Pink Floyd had it right, “ All in all, just another brick in the wall.”
All of this is getting out of hand.
Back in the ’70’s and ’80’s, there was more understanding of the need to consume whole foods, whole grains, legumes, etc., etc., etc.
Processed food, hormone disrupters, epigenetics… and of course it’s “too dangerous,” to let kids play outside on their own, or ride a bike across town. Besides, there’s all that homework, or better yet, TikTok. But hey, you can be healthy at any size, you fascist-adjacent fat-shamer!
Obesity is a ‘co-morbidity’ in medical terms, and a set up for other health issues like respiratory diseases — now by law- obesity cannot be a reason an employer doesn’t hire you.

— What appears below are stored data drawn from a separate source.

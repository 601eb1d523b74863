//! Transfer request and result types

use std::fmt;

use tokio_util::sync::CancellationToken;

use crate::protocol::Response;
use crate::transfer::{Flow, ProgressCallback, ProgressTracker, TransferType};

/// Parameters of one download or upload.
///
/// `length == 0` always means "until end of file".
pub struct TransferRequest {
    pub remote_path: String,
    pub transfer_type: TransferType,
    pub offset: u64,
    pub length: u64,
    /// Size reported by a prior SIZE probe, used for progress totals and
    /// incomplete-transfer detection
    pub expected_size: Option<u64>,
    pub progress: Option<ProgressCallback>,
    pub cancel: CancellationToken,
}

impl TransferRequest {
    pub fn new(remote_path: impl Into<String>) -> Self {
        Self {
            remote_path: remote_path.into(),
            transfer_type: TransferType::Binary,
            offset: 0,
            length: 0,
            expected_size: None,
            progress: None,
            cancel: CancellationToken::new(),
        }
    }

    pub fn transfer_type(mut self, transfer_type: TransferType) -> Self {
        self.transfer_type = transfer_type;
        self
    }

    pub fn offset(mut self, offset: u64) -> Self {
        self.offset = offset;
        self
    }

    pub fn length(mut self, length: u64) -> Self {
        self.length = length;
        self
    }

    pub fn expected_size(mut self, size: Option<u64>) -> Self {
        self.expected_size = size;
        self
    }

    pub fn on_progress<F>(mut self, callback: F) -> Self
    where
        F: FnMut(u64, Option<u64>) -> Flow + Send + 'static,
    {
        self.progress = Some(Box::new(callback));
        self
    }

    pub fn cancel_with(mut self, token: CancellationToken) -> Self {
        self.cancel = token;
        self
    }

    /// Bytes the transfer should deliver, when known
    pub fn expected_bytes(&self) -> Option<u64> {
        let remaining = self
            .expected_size
            .map(|size| size.saturating_sub(self.offset));
        match (remaining, self.length) {
            (Some(remaining), 0) => Some(remaining),
            (Some(remaining), length) => Some(remaining.min(length)),
            (None, 0) => None,
            (None, length) => Some(length),
        }
    }

    pub(crate) fn tracker(&mut self, threshold: u64) -> ProgressTracker<'_> {
        let total = self.expected_bytes();
        let callback = self
            .progress
            .as_deref_mut()
            .map(|callback| callback as &mut (dyn FnMut(u64, Option<u64>) -> Flow + Send));
        ProgressTracker::new(callback, &self.cancel, threshold, total)
    }
}

impl fmt::Debug for TransferRequest {
    fn fmt(&self, f: &mut fmt::Formatter<'_>) -> fmt::Result {
        f.debug_struct("TransferRequest")
            .field("remote_path", &self.remote_path)
            .field("transfer_type", &self.transfer_type)
            .field("offset", &self.offset)
            .field("length", &self.length)
            .field("expected_size", &self.expected_size)
            .field("progress", &self.progress.is_some())
            .field("cancelled", &self.cancel.is_cancelled())
            .finish()
    }
}

/// Outcome of a completed transfer
#[derive(Debug, Clone)]
pub struct TransferReport {
    pub bytes: u64,
    pub expected: Option<u64>,
    /// Completion reply from the control channel
    pub completion: Response,
}

#[cfg(test)]
mod tests {
    use super::*;

    #[test]
    fn test_expected_bytes() {
        let request = TransferRequest::new("a.bin").expected_size(Some(100));
        assert_eq!(request.expected_bytes(), Some(100));

        let request = TransferRequest::new("a.bin").expected_size(Some(100)).offset(40);
        assert_eq!(request.expected_bytes(), Some(60));

        let request = TransferRequest::new("a.bin")
            .expected_size(Some(100))
            .offset(40)
            .length(10);
        assert_eq!(request.expected_bytes(), Some(10));

        let request = TransferRequest::new("a.bin").length(10);
        assert_eq!(request.expected_bytes(), Some(10));

        assert_eq!(TransferRequest::new("a.bin").expected_bytes(), None);
    }
}
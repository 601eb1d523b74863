//! Progress, idle and cancellation plumbing for transfers

use std::future::Future;
use std::sync::Arc;
use std::time::Duration;

use tokio_util::sync::CancellationToken;

/// Returned by callbacks to keep going or stop the operation
#[derive(Debug, Clone, Copy, PartialEq, Eq)]
pub enum Flow {
    Continue,
    Cancel,
}

/// Called with `(bytes_transferred, total_bytes_if_known)`
pub type ProgressCallback = Box<dyn FnMut(u64, Option<u64>) -> Flow + Send>;

/// Called with the time elapsed without any socket activity
pub type IdleHandler = Arc<dyn Fn(Duration) -> Flow + Send + Sync>;

/// Per-transfer byte accounting.
///
/// Reports to the callback once at least `threshold` unreported bytes have
/// accumulated (every chunk when `threshold` is 0) and polls the cancellation
/// token on every chunk.
pub struct ProgressTracker<'a> {
    callback: Option<&'a mut (dyn FnMut(u64, Option<u64>) -> Flow + Send)>,
    cancel: &'a CancellationToken,
    threshold: u64,
    total: Option<u64>,
    transferred: u64,
    unreported: u64,
    reported: bool,
}

impl<'a> ProgressTracker<'a> {
    pub fn new(
        callback: Option<&'a mut (dyn FnMut(u64, Option<u64>) -> Flow + Send)>,
        cancel: &'a CancellationToken,
        threshold: u64,
        total: Option<u64>,
    ) -> Self {
        Self {
            callback,
            cancel,
            threshold,
            total,
            transferred: 0,
            unreported: 0,
            reported: false,
        }
    }

    pub fn transferred(&self) -> u64 {
        self.transferred
    }

    pub fn total(&self) -> Option<u64> {
        self.total
    }

    pub fn is_cancelled(&self) -> bool {
        self.cancel.is_cancelled()
    }

    /// Accounts for one chunk
    pub fn record(&mut self, bytes: usize) -> Flow {
        self.transferred += bytes as u64;
        self.unreported += bytes as u64;

        if self.unreported >= self.threshold.max(1) {
            if let Flow::Cancel = self.report() {
                return Flow::Cancel;
            }
        }

        if self.cancel.is_cancelled() {
            Flow::Cancel
        } else {
            Flow::Continue
        }
    }

    /// Delivers the final count unless the last report already carried it.
    /// A transfer that moved no bytes still gets one report.
    pub fn finish(&mut self) -> Flow {
        if self.unreported > 0 || !self.reported { self.report() } else { Flow::Continue }
    }

    fn report(&mut self) -> Flow {
        self.unreported = 0;
        self.reported = true;
        match self.callback.as_deref_mut() {
            Some(callback) => callback(self.transferred, self.total),
            None => Flow::Continue,
        }
    }
}

/// Why an idle wait ended without activity
#[derive(Debug, Clone, Copy, PartialEq, Eq)]
pub enum IdleStop {
    /// No handler registered, the idle timeout is a hard limit
    TimedOut,
    /// The handler asked to stop
    Cancelled,
}

/// Idle timer shared by control reads and data socket I/O.
///
/// Each elapsed window is reported to the handler with the total idle time so
/// far; any completed I/O resets the timer.
#[derive(Clone, Default)]
pub struct IdleWatch {
    limit: Option<Duration>,
    handler: Option<IdleHandler>,
    waited: Duration,
}

impl IdleWatch {
    pub fn new(limit: Option<Duration>, handler: Option<IdleHandler>) -> Self {
        Self {
            limit,
            handler,
            waited: Duration::ZERO,
        }
    }

    pub fn idle_for(&self) -> Duration {
        self.waited
    }

    /// Runs `fut` for at most one idle window. `None` means the window elapsed
    /// and `fut` was dropped, so only cancel-safe futures belong here.
    pub async fn run<F: Future>(&mut self, fut: F) -> Option<F::Output> {
        match self.limit {
            None => Some(fut.await),
            Some(limit) => match tokio::time::timeout(limit, fut).await {
                Ok(output) => {
                    self.waited = Duration::ZERO;
                    Some(output)
                }
                Err(_) => {
                    self.waited += limit;
                    None
                }
            },
        }
    }

    /// Consults the handler after an elapsed window
    pub fn on_idle(&self) -> std::result::Result<(), IdleStop> {
        match &self.handler {
            Some(handler) => match handler(self.waited) {
                Flow::Continue => Ok(()),
                Flow::Cancel => Err(IdleStop::Cancelled),
            },
            None => Err(IdleStop::TimedOut),
        }
    }
}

Have you checked out how many postal employees are hundreds of pounds overweight, and how many sick days they take?
The cause of respiratory illnesses is – by sheer weight alone on the lungs our breathing apparaturs – obesity and airborne particulates, or… masks.
The idiocy of ‘fixing what ain’t broke’ (a perfectly good respiratory system extant) in breathing by cutting down one’s oxygen intake 30% wearing a mask (now with proven lowering of IQ and OSHA’s warning of permanent brain damage due to oxygen deprivation from overuse of masking – or just the wrong kind of mask) – is the rotten apple at the core of this barrel of b.s. we are being fed about our health.
I was brought up to eat healthy, exercise, NOT to opt for a sedantary lifestyle, and look at the causes of illnesses by what I had taken into my body including mold, dust, pollen, and now, from chemtrails, carcinogenic particulates used to faciliate clouds.
Our health has been hijacked with so many lies, that the ONLY option is to opt out of the allopathic medicine snake oil sales pitch, and figure out that what goes into our bodies is what causes our health to be good or not, and that THAT is our own personal choice.
It doesn’t help the USFDA food being given to low income humans puts poisons into the body, and does not provide the greens and detoxing foods for our daily living health issues now.
Food, air, water are all toxic now to humans, and if we are not addressing detoxing daily, then we are …ill. Our bodies aren’t functioning at top levels.
As a former elite athlete, health 101 for top performance.